→ Your task
Could you return every line of the records below that contains the word "info"?

→ Data excerpts
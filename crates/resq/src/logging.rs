//! Logging setup for resq consumers.
//!
//! resq emits `tracing` events at `debug`/`trace` level from simplification
//! and dispatch. These helpers install a `tracing-subscriber` formatter when
//! the `logging` feature is enabled and are no-ops otherwise.

#[cfg(feature = "logging")]
use tracing_subscriber::{EnvFilter, fmt};

/// Initialize logging at `info`, honoring `RUST_LOG` when set.
#[cfg(feature = "logging")]
pub fn init() {
    init_with_level("info");
}

/// Initialize logging at `level`, honoring `RUST_LOG` when set.
#[cfg(feature = "logging")]
pub fn init_with_level(level: &str) {
    let filter = EnvFilter::try_from_default_env().unwrap_or_else(|_| EnvFilter::new(level));

    let _ = fmt()
        .with_env_filter(filter)
        .with_target(true)
        .with_line_number(true)
        .try_init();
}

/// Initialize verbose logging routed through the test writer.
#[cfg(feature = "logging")]
pub fn init_test() {
    let _ = fmt()
        .with_env_filter(EnvFilter::new("resq_core=trace"))
        .with_test_writer()
        .try_init();
}

#[cfg(not(feature = "logging"))]
pub const fn init() {}

#[cfg(not(feature = "logging"))]
pub const fn init_with_level(_level: &str) {}

#[cfg(not(feature = "logging"))]
pub const fn init_test() {}
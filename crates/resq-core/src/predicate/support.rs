use crate::resource::PropertyId;
use std::{
    collections::{BTreeSet, HashSet},
    hash::BuildHasher,
};

///
/// SupportedProperties
///
/// Oracle answering whether a backend can filter on a property directly.
/// Only equality on supported properties is pushed down.
///

pub trait SupportedProperties {
    fn supports(&self, property: &PropertyId) -> bool;
}

impl SupportedProperties for BTreeSet<PropertyId> {
    fn supports(&self, property: &PropertyId) -> bool {
        self.contains(property)
    }
}

impl<H: BuildHasher> SupportedProperties for HashSet<PropertyId, H> {
    fn supports(&self, property: &PropertyId) -> bool {
        self.contains(property)
    }
}

impl SupportedProperties for [PropertyId] {
    fn supports(&self, property: &PropertyId) -> bool {
        self.contains(property)
    }
}

impl<T: SupportedProperties + ?Sized> SupportedProperties for &T {
    fn supports(&self, property: &PropertyId) -> bool {
        (**self).supports(property)
    }
}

→ Exercise solution
/// Initialize logging at `info`, honoring `RUST_LOG` when set.
    init_with_level("info");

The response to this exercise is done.